Keywords: RNA structure; RNA:RNA interactions; RNP granules; X-ray RNA footprinting; viral factories.

Figure 1.. Rotavirus replication takes place in viroplasms formed via phase separation.

(A) A proposed model of the rotavirus viroplasm and its key contributions to the viral replication cycle. Viral transcription following the uncoating of endocytosed triple-layered particles (TLPs) results in the extrusion of viral mRNAs followed by their translation. This creates a cytoplasmic pool of viral proteins, including viroplasm-forming NSP5 and NSP2. These proteins undergo LLPS to form early viroplasms, which recruit additional clients required for viral assembly. RNA recruitment is selective, favouring viral transcripts over cellular ones, ensuring the enrichment of eleven distinct types of viral RNAs (step 1). RNA relocalisation to the viroplasm is associated with RNA remodelling, promoting interactions with other RNAs and viral proteins (step 2). Viral inner capsid protein VP2 shells assemble around growing clusters of up to eleven distinct single-stranded RNAs in distinct micro-domains (step 3). The remaining unpackaged regions of these RNA complexes fill pre-assembled VP2 shells (step 4). Packaged RNA undergoes replication before or during assembly of double-layered particles (DLPs, step 5). The endoplasmic reticulum (ER)-resident viral protein NSP4 recruits DLPs assembled in viroplasms into the ER (step 6), where TLPs are assembled (step 7). (B) Electron microscopy image of rotavirus viroplasm with NSP2 octamers dispersed throughout the viroplasm and particle intermediates visible only at the surface of the condensate [16].

Figure 2.. Current understanding of RNA structure in condensates.

(A) The environment inside RNP condensates can remodel ssRNA structure.
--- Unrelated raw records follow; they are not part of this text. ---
//! Demo scenario — a fixed region and a seeded raid schedule for the
//! scripted attacker.

use std::collections::BTreeMap;

use rand::Rng;
use rand_chacha::ChaCha8Rng;

use bulwark_core::constants::{meters_to_degrees, speed_category_meters};
use bulwark_core::geometry::Polygon;
use bulwark_core::protocol::{CityPoint, RegisterManifest};
use bulwark_core::specs::SpecKey;
use bulwark_core::types::GeoPoint;

use crate::attacker::{RaidMissile, ScriptedAttacker};

/// A square region in the mid-latitudes with three protected cities and
/// a mixed arsenal.
pub fn demo_manifest() -> RegisterManifest {
    let mut arsenal = BTreeMap::new();
    arsenal.insert("Patriot".to_string(), 12);
    arsenal.insert("SeaSparrow".to_string(), 8);
    arsenal.insert("Tomahawk".to_string(), 6);

    RegisterManifest {
        team_id: 1,
        region: Polygon::new(vec![
            [28.0, 28.0],
            [36.0, 28.0],
            [36.0, 36.0],
            [28.0, 36.0],
            [28.0, 28.0],
        ]),
        cities: vec![
            CityPoint {
                id: 1,
                position: GeoPoint::new(30.0, 30.0, 0.0),
            },
            CityPoint {
                id: 2,
                position: GeoPoint::new(33.5, 31.0, 0.0),
            },
            CityPoint {
                id: 3,
                position: GeoPoint::new(31.0, 34.0, 0.0),
            },
        ],
        arsenal,
    }
}

/// Generate a raid: `count` hostile missiles aimed at the demo cities,
/// launched in a staggered stream from random bearings.
pub fn demo_raid(rng: &mut ChaCha8Rng, count: usize) -> Vec<RaidMissile> {
    let manifest = demo_manifest();
    let specs = SpecKey::standard();
    let archetypes = ["Tomahawk", "Harpoon", "Hellfire", "Trident"];

    let mut raid = Vec::with_capacity(count);
    for i in 0..count {
        let missile_type = archetypes[rng.gen_range(0..archetypes.len())];
        let city = &manifest.cities[rng.gen_range(0..manifest.cities.len())];

        // Spawn on a ring well outside the region and fly straight at
        // the city at the type's table speed.
        let bearing = rng.gen_range(0.0..std::f64::consts::TAU);
        let range_deg = rng.gen_range(5.0..9.0);
        let origin_lon = city.position.lon + range_deg * bearing.sin();
        let origin_lat = city.position.lat + range_deg * bearing.cos();

        let speed_deg = specs
            .speed_degrees(missile_type)
            .unwrap_or_else(|| meters_to_degrees(speed_category_meters(9)));
        let flight_secs = range_deg / speed_deg;

        let origin_alt_m = rng.gen_range(6_000.0..12_000.0);
        raid.push(RaidMissile {
            id: 100 + i as i64,
            missile_type: missile_type.to_string(),
            launch_secs: (i as f64) * 3.0,
            origin_lon,
            origin_lat,
            origin_alt_m,
            vel_lon: -speed_deg * bearing.sin(),
            vel_lat: -speed_deg * bearing.cos(),
            // Descend so the missile reaches ground level on arrival.
            climb_m_s: -origin_alt_m / flight_secs,
        });
    }
    raid
}

/// A ready-to-run scripted attacker for the demo binary and tests.
pub fn demo_attacker(rng: &mut ChaCha8Rng, raid_size: usize) -> ScriptedAttacker {
    let raid = demo_raid(rng, raid_size);
    ScriptedAttacker::new("scripted-demo", demo_manifest(), raid)
}

#[cfg(test)]
mod tests {
    use rand::SeedableRng;

    use super::*;

    #[test]
    fn test_demo_raid_is_seeded() {
        let a = demo_raid(&mut ChaCha8Rng::seed_from_u64(3), 6);
        let b = demo_raid(&mut ChaCha8Rng::seed_from_u64(3), 6);
        assert_eq!(a.len(), 6);
        for (x, y) in a.iter().zip(&b) {
            assert_eq!(x.id, y.id);
            assert_eq!(x.origin_lon, y.origin_lon);
            assert_eq!(x.vel_lat, y.vel_lat);
        }
    }

    #[test]
    fn test_demo_raid_descends_toward_cities() {
        let raid = demo_raid(&mut ChaCha8Rng::seed_from_u64(3), 8);
        for m in &raid {
            assert!(m.climb_m_s < 0.0);
            assert!(m.origin_alt_m > 0.0);
            // Horizontal speed matches a spec table entry.
            let speed = (m.vel_lon * m.vel_lon + m.vel_lat * m.vel_lat).sqrt();
            assert!(speed > meters_to_degrees(20_000.0));
        }
    }
}
//! Enumeration types used throughout the simulation.

use serde::{Deserialize, Serialize};

/// Lifecycle status of an observed hostile missile.
///
/// Transitions are monotonic: `New -> Active -> Solved`. A solved track
/// is terminal and never reactivated for the same missile id.
#[derive(Debug, Clone, Copy, Default, PartialEq, Eq, Hash, Serialize, Deserialize)]
pub enum TrackStatus {
    /// Constructed but not yet pinged.
    #[default]
    New,
    /// At least one radar sample on record; still being evaluated.
    Active,
    /// Response decided: intercepted, filtered as non-threatening, or
    /// already past every battery.
    Solved,
}

/// Category of a protected or launch-capable point.
#[derive(Debug, Clone, Copy, PartialEq, Eq, Hash, Serialize, Deserialize)]
pub enum PoiCategory {
    /// Interceptor launch site.
    Battery,
    /// Protected location (city or similar).
    Target,
}

/// Top-level state of the defense control loop.
#[derive(Debug, Clone, Copy, Default, PartialEq, Eq, Serialize, Deserialize)]
pub enum EnginePhase {
    #[default]
    Idle,
    /// Region, inventory, and collaborator connections are set up.
    Initialized,
    /// Control loop ticking; attackers notified of simulation start.
    Running,
    /// Inventory depleted; attackers notified of simulation end.
    Finished,
}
Inside condensates, large folded ssRNAs can undergo partial unfolding reforming extensive inter-molecular base-pairing with adjacent ssRNAs. (B) A model of RNA enrichment controlled by the RNA structure that may affect condensate's selectivity and composition by presenting distinct binding sites that recruit additional clients (ssRNAs and proteins). Further partitioning of ssRNAs (orange) or RNA-binding proteins (RBP, green) through base-pairing or binding site display, respectively, allow dynamic control of the RNP granules’ composition.

Figure 3.. RNA structure probing in condensates.

Organic solvents traditionally used for RNA structure probing, such as DMSO, can disrupt liquid-like condensates both in vitro and in cellulo. (A) Top: in vitro condensates formed by mixing of recombinant rotavirus proteins NSP5 and an Atto-488-tagged NSP2 are partially dissolved in the presence of 5% dimethylsulfoxide (DMSO) and fully dissolved after the addition of 10% DMSO as used in SHAPE-MaP. Bottom: Replication factories formed upon infection with RV are fluorescently labelled via partitioning of transiently expressed NSP5-eGFP into viroplasms. Viroplasms disappear in the presence of 5% and 10% DMSO. Scale bar = 10 µm. (B) XFP can be used to probe RNA structure inside condensates. Frozen biological or reconstituted samples are exposed to high-energy X-ray radiation, which generates ·OH radicals from water radiolysis. Radical-mediated cleavage of the RNA at solvent-exposed sites is recorded as reverse transcriptase (RT) stops during next-generation sequencing and is used to model RNA structure.